#### Work required:
The answer must be the data, repeated exactly.

#### Dataset excerpts:
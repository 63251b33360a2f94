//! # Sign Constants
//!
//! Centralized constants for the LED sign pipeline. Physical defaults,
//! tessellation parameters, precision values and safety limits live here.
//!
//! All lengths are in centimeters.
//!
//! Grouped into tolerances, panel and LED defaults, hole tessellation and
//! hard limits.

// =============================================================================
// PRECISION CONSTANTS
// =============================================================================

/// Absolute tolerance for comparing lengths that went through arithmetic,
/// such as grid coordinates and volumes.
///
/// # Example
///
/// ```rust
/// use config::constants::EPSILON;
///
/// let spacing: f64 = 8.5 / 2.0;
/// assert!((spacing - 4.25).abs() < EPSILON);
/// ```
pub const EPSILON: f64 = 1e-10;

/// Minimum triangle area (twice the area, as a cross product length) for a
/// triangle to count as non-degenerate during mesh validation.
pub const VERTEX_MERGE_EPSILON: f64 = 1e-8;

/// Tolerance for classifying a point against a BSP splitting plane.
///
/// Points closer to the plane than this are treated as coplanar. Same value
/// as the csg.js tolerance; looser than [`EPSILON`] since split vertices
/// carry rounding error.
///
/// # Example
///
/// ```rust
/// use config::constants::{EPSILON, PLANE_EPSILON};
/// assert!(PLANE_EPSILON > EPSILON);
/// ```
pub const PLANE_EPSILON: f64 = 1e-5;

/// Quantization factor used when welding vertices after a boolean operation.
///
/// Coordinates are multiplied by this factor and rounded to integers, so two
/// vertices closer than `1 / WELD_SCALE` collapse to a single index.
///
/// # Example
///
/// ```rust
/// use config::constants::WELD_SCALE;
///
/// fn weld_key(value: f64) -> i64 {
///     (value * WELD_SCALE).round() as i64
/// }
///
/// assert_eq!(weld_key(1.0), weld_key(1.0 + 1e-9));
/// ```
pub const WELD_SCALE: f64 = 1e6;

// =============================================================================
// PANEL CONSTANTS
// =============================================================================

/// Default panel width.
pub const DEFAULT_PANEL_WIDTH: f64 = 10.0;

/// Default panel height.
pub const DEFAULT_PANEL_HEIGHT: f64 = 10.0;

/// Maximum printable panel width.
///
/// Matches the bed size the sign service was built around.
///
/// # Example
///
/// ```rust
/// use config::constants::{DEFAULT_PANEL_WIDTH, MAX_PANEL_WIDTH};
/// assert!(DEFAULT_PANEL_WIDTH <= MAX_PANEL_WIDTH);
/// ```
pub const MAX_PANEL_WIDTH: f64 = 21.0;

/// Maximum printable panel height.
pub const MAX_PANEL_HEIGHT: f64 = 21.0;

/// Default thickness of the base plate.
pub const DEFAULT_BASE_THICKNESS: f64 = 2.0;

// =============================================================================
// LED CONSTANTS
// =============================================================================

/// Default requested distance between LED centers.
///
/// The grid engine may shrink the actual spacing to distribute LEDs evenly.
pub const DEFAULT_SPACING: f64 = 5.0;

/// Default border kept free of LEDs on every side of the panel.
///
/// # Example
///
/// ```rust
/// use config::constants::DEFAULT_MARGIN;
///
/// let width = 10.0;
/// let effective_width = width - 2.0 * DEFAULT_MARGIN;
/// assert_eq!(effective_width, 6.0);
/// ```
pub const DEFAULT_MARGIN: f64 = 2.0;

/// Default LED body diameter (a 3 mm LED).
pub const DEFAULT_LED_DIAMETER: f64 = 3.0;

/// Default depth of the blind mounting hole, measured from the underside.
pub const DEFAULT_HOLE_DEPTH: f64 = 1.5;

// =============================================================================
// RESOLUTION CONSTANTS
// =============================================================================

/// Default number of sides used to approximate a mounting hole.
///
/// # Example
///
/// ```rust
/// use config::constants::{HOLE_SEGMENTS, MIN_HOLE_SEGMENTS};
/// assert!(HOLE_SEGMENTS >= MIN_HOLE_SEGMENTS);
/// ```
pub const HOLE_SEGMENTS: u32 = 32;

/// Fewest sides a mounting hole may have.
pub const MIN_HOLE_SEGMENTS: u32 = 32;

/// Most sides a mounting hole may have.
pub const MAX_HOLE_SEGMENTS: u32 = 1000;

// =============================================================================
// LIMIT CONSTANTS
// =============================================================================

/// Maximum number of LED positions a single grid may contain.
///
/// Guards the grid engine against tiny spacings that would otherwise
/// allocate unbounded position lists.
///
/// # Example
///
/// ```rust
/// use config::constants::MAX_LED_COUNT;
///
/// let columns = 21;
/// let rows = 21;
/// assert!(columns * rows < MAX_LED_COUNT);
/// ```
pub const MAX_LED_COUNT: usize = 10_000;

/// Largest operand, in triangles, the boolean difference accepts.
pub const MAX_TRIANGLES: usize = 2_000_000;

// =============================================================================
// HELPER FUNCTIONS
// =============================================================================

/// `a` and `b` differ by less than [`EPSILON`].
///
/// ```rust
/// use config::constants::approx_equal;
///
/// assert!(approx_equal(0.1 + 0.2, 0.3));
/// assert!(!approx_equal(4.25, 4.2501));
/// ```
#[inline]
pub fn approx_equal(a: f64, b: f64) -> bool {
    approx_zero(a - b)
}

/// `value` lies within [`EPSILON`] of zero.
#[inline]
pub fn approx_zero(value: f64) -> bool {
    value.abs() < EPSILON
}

#### Result of the exercise:
repository 63251b33360a2f94
//! # Sign Constants
//!
//! Centralized constants for the LED sign pipeline. Physical defaults,
//! tessellation parameters, precision values and safety limits live here.
//!
//! All lengths are in centimeters.
//!
//! Grouped into tolerances, panel and LED defaults, hole tessellation and
//! hard limits.

// =============================================================================
// PRECISION CONSTANTS
// =============================================================================

/// Absolute tolerance for comparing lengths that went through arithmetic,
/// such as grid coordinates and volumes.
///
/// # Example
///
/// ```rust
/// use config::constants::EPSILON;
///
/// let spacing: f64 = 8.5 / 2.0;
/// assert!((spacing - 4.25).abs() < EPSILON);
/// ```
pub const EPSILON: f64 = 1e-10;

/// Minimum triangle area (twice the area, as a cross product length) for a
/// triangle to count as non-degenerate during mesh validation.
pub const VERTEX_MERGE_EPSILON: f64 = 1e-8;

/// Tolerance for classifying a point against a BSP splitting plane.
///
/// Points closer to the plane than this are treated as coplanar. Same value
/// as the csg.js tolerance; looser than [`EPSILON`] since split vertices
/// carry rounding error.
///
/// # Example
///
/// ```rust
/// use config::constants::{EPSILON, PLANE_EPSILON};
/// assert!(PLANE_EPSILON > EPSILON);
/// ```
pub const PLANE_EPSILON: f64 = 1e-5;

/// Quantization factor used when welding vertices after a boolean operation.
///
/// Coordinates are multiplied by this factor and rounded to integers, so two
/// vertices closer than `1 / WELD_SCALE` collapse to a single index.
///
/// # Example
///
/// ```rust
/// use config::constants::WELD_SCALE;
///
/// fn weld_key(value: f64) -> i64 {
///     (value * WELD_SCALE).round() as i64
/// }
///
/// assert_eq!(weld_key(1.0), weld_key(1.0 + 1e-9));
/// ```
pub const WELD_SCALE: f64 = 1e6;

// =============================================================================
// PANEL CONSTANTS
// =============================================================================

/// Default panel width.
pub const DEFAULT_PANEL_WIDTH: f64 = 10.0;

/// Default panel height.
pub const DEFAULT_PANEL_HEIGHT: f64 = 10.0;

/// Maximum printable panel width.
///
/// Matches the bed size the sign service was built around.
///
/// # Example
///
/// ```rust
/// use config::constants::{DEFAULT_PANEL_WIDTH, MAX_PANEL_WIDTH};
/// assert!(DEFAULT_PANEL_WIDTH <= MAX_PANEL_WIDTH);
/// ```
pub const MAX_PANEL_WIDTH: f64 = 21.0;

/// Maximum printable panel height.
pub const MAX_PANEL_HEIGHT: f64 = 21.0;

/// Default thickness of the base plate.
pub const DEFAULT_BASE_THICKNESS: f64 = 2.0;

// =============================================================================
// LED CONSTANTS
// =============================================================================

/// Default requested distance between LED centers.
///
/// The grid engine may shrink the actual spacing to distribute LEDs evenly.
pub const DEFAULT_SPACING: f64 = 5.0;

/// Default border kept free of LEDs on every side of the panel.
///
/// # Example
///
/// ```rust
/// use config::constants::DEFAULT_MARGIN;
///
/// let width = 10.0;
/// let effective_width = width - 2.0 * DEFAULT_MARGIN;
/// assert_eq!(effective_width, 6.0);
/// ```
pub const DEFAULT_MARGIN: f64 = 2.0;

/// Default LED body diameter (a 3 mm LED).
pub const DEFAULT_LED_DIAMETER: f64 = 3.0;

/// Default depth of the blind mounting hole, measured from the underside.
pub const DEFAULT_HOLE_DEPTH: f64 = 1.5;

// =============================================================================
// RESOLUTION CONSTANTS
// =============================================================================

/// Default number of sides used to approximate a mounting hole.
///
/// # Example
///
/// ```rust
/// use config::constants::{HOLE_SEGMENTS, MIN_HOLE_SEGMENTS};
/// assert!(HOLE_SEGMENTS >= MIN_HOLE_SEGMENTS);
/// ```
pub const HOLE_SEGMENTS: u32 = 32;

/// Fewest sides a mounting hole may have.
pub const MIN_HOLE_SEGMENTS: u32 = 32;

/// Most sides a mounting hole may have.
pub const MAX_HOLE_SEGMENTS: u32 = 1000;

// =============================================================================
// LIMIT CONSTANTS
// =============================================================================

/// Maximum number of LED positions a single grid may contain.
///
/// Guards the grid engine against tiny spacings that would otherwise
/// allocate unbounded position lists.
///
/// # Example
///
/// ```rust
/// use config::constants::MAX_LED_COUNT;
///
/// let columns = 21;
/// let rows = 21;
/// assert!(columns * rows < MAX_LED_COUNT);
/// ```
pub const MAX_LED_COUNT: usize = 10_000;

/// Largest operand, in triangles, the boolean difference accepts.
pub const MAX_TRIANGLES: usize = 2_000_000;

// =============================================================================
// HELPER FUNCTIONS
// =============================================================================

/// `a` and `b` differ by less than [`EPSILON`].
///
/// ```rust
/// use config::constants::approx_equal;
///
/// assert!(approx_equal(0.1 + 0.2, 0.3));
/// assert!(!approx_equal(4.25, 4.2501));
/// ```
#[inline]
pub fn approx_equal(a: f64, b: f64) -> bool {
    approx_zero(a - b)
}

/// `value` lies within [`EPSILON`] of zero.
#[inline]
pub fn approx_zero(value: f64) -> bool {
    value.abs() < EPSILON
}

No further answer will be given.